━━━━━ Records to use

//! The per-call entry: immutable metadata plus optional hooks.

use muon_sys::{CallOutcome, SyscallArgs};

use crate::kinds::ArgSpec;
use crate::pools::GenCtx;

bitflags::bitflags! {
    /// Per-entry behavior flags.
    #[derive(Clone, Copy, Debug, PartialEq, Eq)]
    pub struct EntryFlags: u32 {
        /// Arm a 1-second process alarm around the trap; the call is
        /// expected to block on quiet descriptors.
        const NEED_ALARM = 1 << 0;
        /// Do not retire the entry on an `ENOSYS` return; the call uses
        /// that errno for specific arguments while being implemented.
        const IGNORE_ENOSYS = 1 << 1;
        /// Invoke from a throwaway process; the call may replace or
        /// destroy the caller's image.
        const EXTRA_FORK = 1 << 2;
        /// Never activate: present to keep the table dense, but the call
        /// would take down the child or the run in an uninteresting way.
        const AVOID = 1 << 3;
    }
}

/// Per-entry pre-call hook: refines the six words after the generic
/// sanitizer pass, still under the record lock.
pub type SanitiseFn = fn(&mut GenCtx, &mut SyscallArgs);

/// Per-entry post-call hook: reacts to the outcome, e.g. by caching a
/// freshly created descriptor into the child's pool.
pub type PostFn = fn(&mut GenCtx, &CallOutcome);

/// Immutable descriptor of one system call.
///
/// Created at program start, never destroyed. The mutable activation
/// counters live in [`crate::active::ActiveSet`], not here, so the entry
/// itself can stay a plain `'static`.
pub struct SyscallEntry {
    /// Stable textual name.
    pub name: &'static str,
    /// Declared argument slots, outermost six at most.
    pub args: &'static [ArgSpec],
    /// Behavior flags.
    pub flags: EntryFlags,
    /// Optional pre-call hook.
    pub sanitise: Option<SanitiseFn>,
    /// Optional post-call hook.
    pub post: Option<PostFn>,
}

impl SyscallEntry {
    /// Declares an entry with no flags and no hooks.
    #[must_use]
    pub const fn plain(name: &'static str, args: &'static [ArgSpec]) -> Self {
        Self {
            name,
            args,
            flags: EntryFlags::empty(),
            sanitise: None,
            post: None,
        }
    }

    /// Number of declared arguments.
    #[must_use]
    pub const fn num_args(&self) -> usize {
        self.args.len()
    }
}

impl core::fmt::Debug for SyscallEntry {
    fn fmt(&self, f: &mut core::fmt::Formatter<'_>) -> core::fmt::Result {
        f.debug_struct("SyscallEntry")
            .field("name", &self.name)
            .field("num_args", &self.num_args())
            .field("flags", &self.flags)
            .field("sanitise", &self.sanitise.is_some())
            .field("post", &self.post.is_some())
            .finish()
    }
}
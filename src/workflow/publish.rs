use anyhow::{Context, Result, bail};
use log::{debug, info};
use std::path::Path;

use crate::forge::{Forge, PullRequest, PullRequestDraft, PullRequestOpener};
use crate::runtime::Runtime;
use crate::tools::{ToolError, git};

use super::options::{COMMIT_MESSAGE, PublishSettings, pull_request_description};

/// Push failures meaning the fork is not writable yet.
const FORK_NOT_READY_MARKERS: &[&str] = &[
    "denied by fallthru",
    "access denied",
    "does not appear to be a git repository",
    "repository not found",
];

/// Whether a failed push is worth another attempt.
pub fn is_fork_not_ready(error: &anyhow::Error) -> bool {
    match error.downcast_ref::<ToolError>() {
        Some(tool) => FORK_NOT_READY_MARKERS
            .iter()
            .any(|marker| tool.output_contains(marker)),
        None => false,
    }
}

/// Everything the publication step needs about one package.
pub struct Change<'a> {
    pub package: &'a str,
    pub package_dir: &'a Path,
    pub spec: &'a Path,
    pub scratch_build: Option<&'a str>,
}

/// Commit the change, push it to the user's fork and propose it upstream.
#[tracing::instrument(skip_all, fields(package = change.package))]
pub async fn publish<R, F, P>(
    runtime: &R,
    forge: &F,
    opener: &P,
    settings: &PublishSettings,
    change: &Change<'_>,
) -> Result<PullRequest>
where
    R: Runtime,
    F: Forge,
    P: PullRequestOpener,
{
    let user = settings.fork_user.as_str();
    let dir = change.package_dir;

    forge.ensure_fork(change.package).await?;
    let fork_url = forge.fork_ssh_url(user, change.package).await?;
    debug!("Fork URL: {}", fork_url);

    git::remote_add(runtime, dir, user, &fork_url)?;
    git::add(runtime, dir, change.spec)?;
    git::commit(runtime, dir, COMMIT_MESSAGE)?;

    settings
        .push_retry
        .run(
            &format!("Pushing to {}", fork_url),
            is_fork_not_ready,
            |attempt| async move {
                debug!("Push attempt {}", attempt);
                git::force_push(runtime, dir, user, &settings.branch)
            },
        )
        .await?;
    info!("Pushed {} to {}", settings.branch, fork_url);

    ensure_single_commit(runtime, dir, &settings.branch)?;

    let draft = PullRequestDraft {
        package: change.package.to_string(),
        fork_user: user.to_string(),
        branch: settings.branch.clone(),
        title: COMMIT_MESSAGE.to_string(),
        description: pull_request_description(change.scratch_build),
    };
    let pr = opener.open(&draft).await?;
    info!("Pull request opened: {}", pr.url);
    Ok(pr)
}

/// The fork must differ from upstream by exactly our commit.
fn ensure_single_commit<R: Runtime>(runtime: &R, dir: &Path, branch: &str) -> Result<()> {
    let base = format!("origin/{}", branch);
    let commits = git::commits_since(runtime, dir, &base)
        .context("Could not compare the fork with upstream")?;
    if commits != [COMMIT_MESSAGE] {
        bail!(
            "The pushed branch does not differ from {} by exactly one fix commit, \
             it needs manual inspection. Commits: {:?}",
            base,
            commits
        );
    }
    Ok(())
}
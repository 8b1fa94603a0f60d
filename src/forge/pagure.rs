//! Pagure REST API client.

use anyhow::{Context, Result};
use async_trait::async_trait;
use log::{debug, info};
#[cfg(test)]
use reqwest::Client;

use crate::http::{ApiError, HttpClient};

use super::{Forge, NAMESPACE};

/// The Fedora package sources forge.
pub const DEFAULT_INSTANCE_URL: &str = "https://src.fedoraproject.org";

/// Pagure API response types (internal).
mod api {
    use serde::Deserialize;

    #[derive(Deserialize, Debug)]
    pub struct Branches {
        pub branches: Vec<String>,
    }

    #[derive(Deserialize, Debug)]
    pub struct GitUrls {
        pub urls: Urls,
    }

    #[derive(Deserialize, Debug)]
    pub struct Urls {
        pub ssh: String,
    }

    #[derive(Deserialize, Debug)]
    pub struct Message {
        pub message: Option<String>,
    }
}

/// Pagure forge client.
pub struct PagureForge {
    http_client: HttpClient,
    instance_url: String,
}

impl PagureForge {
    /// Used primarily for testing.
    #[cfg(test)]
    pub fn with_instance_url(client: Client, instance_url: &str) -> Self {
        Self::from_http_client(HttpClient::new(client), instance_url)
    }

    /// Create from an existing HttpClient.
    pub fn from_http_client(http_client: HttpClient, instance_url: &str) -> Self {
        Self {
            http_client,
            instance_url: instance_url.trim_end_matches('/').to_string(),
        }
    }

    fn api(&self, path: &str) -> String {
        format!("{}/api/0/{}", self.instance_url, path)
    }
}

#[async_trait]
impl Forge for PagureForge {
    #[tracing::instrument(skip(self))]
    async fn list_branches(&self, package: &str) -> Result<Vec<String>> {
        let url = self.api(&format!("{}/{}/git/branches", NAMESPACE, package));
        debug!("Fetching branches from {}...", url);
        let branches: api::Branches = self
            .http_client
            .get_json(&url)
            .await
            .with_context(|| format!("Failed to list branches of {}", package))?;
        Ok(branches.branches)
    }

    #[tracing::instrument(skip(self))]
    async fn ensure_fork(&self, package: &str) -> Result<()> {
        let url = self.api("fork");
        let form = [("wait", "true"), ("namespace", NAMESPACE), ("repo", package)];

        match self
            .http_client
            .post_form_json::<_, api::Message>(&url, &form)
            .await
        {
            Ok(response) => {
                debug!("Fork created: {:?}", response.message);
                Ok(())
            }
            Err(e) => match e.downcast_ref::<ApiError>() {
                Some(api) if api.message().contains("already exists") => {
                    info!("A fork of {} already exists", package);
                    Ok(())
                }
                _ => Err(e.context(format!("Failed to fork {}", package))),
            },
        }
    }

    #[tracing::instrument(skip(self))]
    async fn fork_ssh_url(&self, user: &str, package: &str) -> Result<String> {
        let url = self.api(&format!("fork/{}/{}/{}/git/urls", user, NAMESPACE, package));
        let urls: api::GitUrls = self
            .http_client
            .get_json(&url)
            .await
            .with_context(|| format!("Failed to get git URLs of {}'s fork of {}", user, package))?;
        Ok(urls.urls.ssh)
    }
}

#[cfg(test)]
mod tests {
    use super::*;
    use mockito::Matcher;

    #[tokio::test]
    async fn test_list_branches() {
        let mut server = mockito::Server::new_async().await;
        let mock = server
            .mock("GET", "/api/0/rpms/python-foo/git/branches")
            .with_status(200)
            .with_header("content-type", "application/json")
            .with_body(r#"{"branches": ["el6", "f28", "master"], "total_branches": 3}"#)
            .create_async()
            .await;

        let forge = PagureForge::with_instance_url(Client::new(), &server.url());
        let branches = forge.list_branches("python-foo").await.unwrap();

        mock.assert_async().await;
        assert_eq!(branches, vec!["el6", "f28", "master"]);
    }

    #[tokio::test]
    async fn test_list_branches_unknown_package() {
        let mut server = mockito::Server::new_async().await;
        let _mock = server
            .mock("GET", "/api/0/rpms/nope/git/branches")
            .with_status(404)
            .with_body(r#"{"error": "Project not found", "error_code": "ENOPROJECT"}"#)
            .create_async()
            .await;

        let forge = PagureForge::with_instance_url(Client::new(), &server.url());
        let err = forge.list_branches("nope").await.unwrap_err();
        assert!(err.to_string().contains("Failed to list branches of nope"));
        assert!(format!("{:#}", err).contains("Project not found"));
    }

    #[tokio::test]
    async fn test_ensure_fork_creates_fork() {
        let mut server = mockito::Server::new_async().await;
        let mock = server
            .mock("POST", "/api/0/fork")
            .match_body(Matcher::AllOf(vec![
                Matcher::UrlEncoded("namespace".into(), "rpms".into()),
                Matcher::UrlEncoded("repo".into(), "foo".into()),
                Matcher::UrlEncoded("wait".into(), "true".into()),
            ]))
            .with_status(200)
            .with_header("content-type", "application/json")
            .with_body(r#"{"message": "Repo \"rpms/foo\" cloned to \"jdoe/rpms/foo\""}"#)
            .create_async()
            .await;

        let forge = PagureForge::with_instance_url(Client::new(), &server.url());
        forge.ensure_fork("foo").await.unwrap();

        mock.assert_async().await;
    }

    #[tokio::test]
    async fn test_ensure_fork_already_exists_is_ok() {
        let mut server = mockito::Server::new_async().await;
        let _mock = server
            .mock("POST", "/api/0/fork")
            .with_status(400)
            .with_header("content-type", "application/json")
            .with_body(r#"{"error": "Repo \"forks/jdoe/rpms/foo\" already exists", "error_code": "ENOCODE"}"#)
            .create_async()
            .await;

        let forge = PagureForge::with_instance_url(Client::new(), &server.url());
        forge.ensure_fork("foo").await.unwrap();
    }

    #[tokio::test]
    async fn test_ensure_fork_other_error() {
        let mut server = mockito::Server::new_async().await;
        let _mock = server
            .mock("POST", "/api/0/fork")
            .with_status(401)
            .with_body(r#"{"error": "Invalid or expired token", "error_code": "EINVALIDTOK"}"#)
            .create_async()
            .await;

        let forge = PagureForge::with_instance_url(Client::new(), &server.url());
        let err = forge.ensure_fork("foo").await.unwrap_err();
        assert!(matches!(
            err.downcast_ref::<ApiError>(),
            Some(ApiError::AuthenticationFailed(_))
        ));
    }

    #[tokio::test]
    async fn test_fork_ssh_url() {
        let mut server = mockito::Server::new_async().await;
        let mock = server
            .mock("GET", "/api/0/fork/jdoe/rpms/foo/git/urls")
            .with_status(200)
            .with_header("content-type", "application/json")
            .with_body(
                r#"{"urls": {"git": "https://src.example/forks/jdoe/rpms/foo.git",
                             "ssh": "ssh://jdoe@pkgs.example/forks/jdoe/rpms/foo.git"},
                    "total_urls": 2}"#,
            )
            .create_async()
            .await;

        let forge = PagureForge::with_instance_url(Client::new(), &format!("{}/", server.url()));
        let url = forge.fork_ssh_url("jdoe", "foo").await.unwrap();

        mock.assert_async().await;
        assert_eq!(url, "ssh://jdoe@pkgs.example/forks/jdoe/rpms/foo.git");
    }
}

━━━━━━━━━━

— Your instructions —
Output, unchanged, the lines of the listing above from the first one through the one holding "but the call". Leave out every line after it.

— Solution for this problem —
//! The per-call entry: immutable metadata plus optional hooks.

use muon_sys::{CallOutcome, SyscallArgs};

use crate::kinds::ArgSpec;
use crate::pools::GenCtx;

bitflags::bitflags! {
    /// Per-entry behavior flags.
    #[derive(Clone, Copy, Debug, PartialEq, Eq)]
    pub struct EntryFlags: u32 {
        /// Arm a 1-second process alarm around the trap; the call is
        /// expected to block on quiet descriptors.
        const NEED_ALARM = 1 << 0;
        /// Do not retire the entry on an `ENOSYS` return; the call uses
        /// that errno for specific arguments while being implemented.
        const IGNORE_ENOSYS = 1 << 1;
        /// Invoke from a throwaway process; the call may replace or
        /// destroy the caller's image.
        const EXTRA_FORK = 1 << 2;
        /// Never activate: present to keep the table dense, but the call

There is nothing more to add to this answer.